(Saved entries)
________________________
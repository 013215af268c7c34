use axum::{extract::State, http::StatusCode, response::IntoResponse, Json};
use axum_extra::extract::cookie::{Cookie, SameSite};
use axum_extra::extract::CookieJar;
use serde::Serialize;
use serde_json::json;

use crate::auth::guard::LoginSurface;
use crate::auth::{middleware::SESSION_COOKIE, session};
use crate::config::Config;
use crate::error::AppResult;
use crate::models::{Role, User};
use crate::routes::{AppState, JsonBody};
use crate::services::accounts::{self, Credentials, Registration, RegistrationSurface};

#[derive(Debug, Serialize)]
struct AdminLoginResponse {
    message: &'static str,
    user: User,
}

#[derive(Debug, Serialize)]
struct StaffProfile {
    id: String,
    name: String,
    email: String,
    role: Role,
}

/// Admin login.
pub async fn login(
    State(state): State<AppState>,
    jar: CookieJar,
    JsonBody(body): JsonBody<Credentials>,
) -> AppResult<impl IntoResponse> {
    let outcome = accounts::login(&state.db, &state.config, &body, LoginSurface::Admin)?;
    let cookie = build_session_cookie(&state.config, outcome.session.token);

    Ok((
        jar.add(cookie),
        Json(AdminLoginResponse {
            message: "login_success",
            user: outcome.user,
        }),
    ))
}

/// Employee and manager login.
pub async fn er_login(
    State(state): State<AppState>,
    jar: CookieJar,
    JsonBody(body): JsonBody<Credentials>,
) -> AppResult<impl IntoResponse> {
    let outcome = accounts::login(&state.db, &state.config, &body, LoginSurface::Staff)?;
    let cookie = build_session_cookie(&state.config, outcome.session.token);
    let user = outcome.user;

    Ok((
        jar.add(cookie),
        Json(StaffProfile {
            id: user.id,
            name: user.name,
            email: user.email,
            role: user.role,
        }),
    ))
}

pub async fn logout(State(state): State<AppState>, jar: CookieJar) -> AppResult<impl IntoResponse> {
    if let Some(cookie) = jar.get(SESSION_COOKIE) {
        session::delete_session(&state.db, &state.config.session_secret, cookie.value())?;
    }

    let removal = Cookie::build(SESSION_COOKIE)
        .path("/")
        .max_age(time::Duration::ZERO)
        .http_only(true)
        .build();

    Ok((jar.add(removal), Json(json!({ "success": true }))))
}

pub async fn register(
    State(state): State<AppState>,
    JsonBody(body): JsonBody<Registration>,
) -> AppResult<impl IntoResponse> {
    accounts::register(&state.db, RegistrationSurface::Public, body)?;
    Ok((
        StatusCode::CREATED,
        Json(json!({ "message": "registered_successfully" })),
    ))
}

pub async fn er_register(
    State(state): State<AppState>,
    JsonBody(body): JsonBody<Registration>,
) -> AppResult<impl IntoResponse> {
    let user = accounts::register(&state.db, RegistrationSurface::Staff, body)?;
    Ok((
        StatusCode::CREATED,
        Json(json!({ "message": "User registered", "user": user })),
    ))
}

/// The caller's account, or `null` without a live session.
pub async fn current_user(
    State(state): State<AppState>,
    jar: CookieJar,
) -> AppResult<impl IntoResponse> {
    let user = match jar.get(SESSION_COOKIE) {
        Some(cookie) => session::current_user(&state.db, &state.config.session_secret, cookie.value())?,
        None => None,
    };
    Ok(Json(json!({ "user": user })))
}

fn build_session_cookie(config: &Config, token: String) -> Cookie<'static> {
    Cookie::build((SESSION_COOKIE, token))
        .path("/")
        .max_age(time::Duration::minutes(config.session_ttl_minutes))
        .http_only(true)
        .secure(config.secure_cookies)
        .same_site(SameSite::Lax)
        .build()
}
________________________
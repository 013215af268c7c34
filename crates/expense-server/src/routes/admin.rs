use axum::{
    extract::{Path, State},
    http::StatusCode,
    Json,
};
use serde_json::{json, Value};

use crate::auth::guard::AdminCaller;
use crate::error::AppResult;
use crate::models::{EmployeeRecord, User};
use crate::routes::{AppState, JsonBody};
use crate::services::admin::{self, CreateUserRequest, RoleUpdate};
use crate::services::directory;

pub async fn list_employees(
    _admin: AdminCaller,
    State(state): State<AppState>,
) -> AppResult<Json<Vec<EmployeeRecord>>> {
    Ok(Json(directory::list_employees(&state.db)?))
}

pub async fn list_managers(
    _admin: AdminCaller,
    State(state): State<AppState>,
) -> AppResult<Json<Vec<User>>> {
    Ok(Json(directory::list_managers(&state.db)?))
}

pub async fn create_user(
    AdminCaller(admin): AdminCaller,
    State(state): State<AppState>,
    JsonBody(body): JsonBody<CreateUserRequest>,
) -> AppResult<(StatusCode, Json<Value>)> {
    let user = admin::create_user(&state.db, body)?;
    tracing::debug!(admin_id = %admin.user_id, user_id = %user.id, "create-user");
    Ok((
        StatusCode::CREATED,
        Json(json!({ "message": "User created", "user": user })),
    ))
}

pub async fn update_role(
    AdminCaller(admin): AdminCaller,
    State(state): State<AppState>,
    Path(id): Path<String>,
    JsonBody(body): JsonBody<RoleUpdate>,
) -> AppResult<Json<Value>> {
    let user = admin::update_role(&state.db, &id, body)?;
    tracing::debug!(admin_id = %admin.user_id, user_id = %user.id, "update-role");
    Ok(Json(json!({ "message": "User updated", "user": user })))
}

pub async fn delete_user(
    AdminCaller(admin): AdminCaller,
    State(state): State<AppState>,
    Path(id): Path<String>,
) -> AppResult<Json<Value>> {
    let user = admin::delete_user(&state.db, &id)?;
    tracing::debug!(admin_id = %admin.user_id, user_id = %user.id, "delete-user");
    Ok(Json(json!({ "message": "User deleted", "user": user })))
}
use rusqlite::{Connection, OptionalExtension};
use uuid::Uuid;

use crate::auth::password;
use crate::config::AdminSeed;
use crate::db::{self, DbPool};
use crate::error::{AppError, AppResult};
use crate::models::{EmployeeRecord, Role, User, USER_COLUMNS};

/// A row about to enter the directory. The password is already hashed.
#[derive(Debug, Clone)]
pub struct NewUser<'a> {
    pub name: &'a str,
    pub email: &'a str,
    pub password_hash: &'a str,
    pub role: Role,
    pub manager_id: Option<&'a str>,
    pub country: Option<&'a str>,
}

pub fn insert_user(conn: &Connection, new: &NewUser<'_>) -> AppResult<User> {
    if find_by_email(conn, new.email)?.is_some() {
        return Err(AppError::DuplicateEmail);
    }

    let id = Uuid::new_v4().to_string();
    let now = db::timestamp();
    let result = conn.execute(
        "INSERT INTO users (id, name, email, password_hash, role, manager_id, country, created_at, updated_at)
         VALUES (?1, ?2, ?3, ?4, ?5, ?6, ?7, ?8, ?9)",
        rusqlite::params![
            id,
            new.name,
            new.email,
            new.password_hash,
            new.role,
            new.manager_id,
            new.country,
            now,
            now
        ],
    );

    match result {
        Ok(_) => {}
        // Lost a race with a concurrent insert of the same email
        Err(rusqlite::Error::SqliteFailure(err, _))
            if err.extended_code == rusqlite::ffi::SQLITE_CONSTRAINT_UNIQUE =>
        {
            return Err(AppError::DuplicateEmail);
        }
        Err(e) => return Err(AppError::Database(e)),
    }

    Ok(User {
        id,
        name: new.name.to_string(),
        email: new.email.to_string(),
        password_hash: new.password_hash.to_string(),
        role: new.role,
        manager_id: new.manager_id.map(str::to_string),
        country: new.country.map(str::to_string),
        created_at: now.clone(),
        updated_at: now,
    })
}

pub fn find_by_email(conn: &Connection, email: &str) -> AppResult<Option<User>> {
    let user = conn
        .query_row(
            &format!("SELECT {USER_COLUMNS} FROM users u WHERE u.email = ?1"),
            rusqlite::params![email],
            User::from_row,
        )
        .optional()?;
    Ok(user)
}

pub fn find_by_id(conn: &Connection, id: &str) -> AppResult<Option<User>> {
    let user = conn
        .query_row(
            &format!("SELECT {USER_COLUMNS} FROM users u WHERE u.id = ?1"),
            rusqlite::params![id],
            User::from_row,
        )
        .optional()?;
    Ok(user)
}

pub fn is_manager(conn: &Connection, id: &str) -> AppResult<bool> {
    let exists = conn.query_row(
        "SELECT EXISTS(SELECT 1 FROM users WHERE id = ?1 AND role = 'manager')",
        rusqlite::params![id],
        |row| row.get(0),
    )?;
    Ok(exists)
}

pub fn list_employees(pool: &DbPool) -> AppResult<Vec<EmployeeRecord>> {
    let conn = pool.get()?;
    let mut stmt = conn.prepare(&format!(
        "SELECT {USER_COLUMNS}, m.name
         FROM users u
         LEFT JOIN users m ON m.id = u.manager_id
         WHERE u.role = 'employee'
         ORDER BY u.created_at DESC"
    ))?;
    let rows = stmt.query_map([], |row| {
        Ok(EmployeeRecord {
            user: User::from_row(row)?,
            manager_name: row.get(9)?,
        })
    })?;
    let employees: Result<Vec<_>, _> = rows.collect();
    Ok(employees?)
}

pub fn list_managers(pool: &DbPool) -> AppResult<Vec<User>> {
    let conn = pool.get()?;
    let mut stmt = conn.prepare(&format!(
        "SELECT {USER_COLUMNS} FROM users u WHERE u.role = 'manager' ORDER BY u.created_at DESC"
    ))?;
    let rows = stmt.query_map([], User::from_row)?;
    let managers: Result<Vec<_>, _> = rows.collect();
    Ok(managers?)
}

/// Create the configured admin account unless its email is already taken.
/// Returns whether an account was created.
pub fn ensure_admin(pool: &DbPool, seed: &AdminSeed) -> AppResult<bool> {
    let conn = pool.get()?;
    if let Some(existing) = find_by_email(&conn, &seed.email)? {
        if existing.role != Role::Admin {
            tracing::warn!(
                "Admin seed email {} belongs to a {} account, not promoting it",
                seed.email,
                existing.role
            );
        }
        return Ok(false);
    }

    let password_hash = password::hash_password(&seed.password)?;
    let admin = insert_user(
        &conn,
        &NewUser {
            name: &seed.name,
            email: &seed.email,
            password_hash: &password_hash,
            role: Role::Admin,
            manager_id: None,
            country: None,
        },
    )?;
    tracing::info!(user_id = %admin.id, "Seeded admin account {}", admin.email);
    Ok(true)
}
________________________
Count every line that holds the word "directory" in the entries, and state the result alone.

▶ _Answer section_
4